- Born: Vidal Morales y Morales April 21, 1848 Havana, Captaincy General of Cuba, Spanish Empire
- Died: August 27, 1904 (aged 56) Havana, Cuba
- Other name: Mommsen of Cuba

= Vidal Morales y Morales =

Cuban lawyer, historian, and writer (1848-1904)

Vidal Morales y Morales (April 21, 1848 - August 27, 1904) was a Cuban lawyer, writer, and historian.

==Biography==
===Early life and education===
Vidal Morales y Morales was born on April 21, 1848, in Havana, Spanish Cuba. He was born into a family distinguished for centuries in Cuban history, possessing vast estates and participating closely in the governance of the island, especially within the Ayuntamiento of Havana. From an early age, he was drawn to the past and serious historical study. His uncle, Dr. Antonio Bachiller y Morales, was the author of Cuba Primitiva.

Morales completed his civil law studies at the University of Havana. He was a pupil of José Ignacio Rodríguez's teachings in Havana. By 1872, he had become a Doctor of Jurisprudence. He was the founding secretary of the Havana College of Lawyers (Colegio de Abogados de la Habana) in Havana.

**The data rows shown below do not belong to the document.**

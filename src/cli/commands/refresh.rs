use clap::{Args, ValueEnum};
use odata_metadata_sync::RefreshTrigger;
use std::path::PathBuf;

#[derive(Args)]
pub struct RefreshArgs {
    /// JSON file holding the service descriptor
    pub descriptor: PathBuf,
    /// Event to evaluate the descriptor for
    #[arg(short, long, value_enum, default_value = "update")]
    pub trigger: TriggerArg,
    /// Only print what would happen
    #[arg(long)]
    pub dry_run: bool,
    /// Write the updated descriptor here instead of overwriting the input
    #[arg(short, long)]
    pub output: Option<PathBuf>,
}

#[derive(Debug, Clone, Copy, ValueEnum)]
pub enum TriggerArg {
    Create,
    Update,
    Read,
}

impl From<TriggerArg> for RefreshTrigger {
    fn from(arg: TriggerArg) -> Self {
        match arg {
            TriggerArg::Create => RefreshTrigger::Create,
            TriggerArg::Update => RefreshTrigger::Update,
            TriggerArg::Read => RefreshTrigger::Read,
        }
    }
}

===Cuban Anthropological Society===
On September 16, 1877, the Anthropological Society of the Island of Cuba (Sociedad Antropologica de la Isla de Cuba) elected its new board for 1877–1878, with Morales among the members in attendance. His study of the Cuban autonomy movement appeared in a series of articles titled The Island of Cuba in its Different Constitutional Periods, first published in the Havana magazine El Triunfo in 1879.

In 1882, Vidal Morales y Morales had been in contact with Marcos Jiménez de la Espada to find out if the second volume of La Guerra de Quito had been published.

===Royal Economic Society of Friends of the Country===
He attended the inauguration of the "Royal Academy of Medical, Physical, and Natural Sciences" (now the Cuban Academy of Sciences) in Havana on May 19, 1886, as a correspondent for the Royal Economic Society of Friends of the Country (Sociedad Económica de los Amigos del País).

He donated a volume to the Boston Public Library from Havana, in 1888.

In 1891, Morales wrote his first piece appearing in La Tertulia, a publication of Cuban cultural promotion.

By 1892, the noted biographer Morales was in possession of an unpublished manuscript for José Antonio Saco's autobiography.

===U.S. occupation of Cuba===
On August 2, 1899, the military governor of Cuba, Leonard Wood, assigned Vidal Morales y Morales to be an associate justice of Pinar del Río Province.

====National Archive of Cuba====
Appointed the chief of the Archives of Cuba by Gen. Wood on January 25, 1900, he began overseeing the Archivo Nacional de la República de Cuba in February. He was the founder of its bulletin. His extensive knowledge and tireless historical research justly earned him the title of Mommsen of Cuba. Julio Ponce de León, son of Nestor Ponce de León, served as his assistant.

In January 1901, he published Initiators and First Martyrs of the Cuban Revolution (Inciadores y Primeros Mártires de la Revolución Cubana) in Havana. The work, grounded in deep research, was a valuable resource for tracing Cuba's early pursuit of enlightenment, liberty, and happiness.

He wrote the historical manual, Notions of Cuban History (Nociones de Historia de Cuba), published in 1901. The texts were the leading textbooks on Cuban history in elementary schools. A 1902 manual for Cuba's teacher certification exam included letters by Morales, Manuel Sanguily, Nicolás Heredia, Carlos de la Torre, Manuel Valdés Rodríguez, and Esteban Borrero. It was approved by the Board of Superintendents of Public Schools of the Island of Cuba on November 25, 1903.

When the American government established the National Library of Havana within the Cuartel de la Feurza in 1902, the chief of the Archives of Cuba enriched it with his valuable private historical collection. The collection reflected 25 years of collecting books relating to Cuba and Spanish-American history. It included a 1552 Las Casas from Seville, a 1565 edition of Girolamo Benzoni's The History of the New World, the dreams of José María Heredia y Heredia, and Plácido's poetry. He worked alongside librarian Domingo Figarola-Caneda.

In the early months of 1904, Morales y Morales had publications in the January, February, and March issues of the magazine Cuba Pedagógica. His work Hombres del 68 (Men of '68) was also published in 1904.

==Death==
Morales died at 56 years old in Havana, Cuba, on August 27, 1904.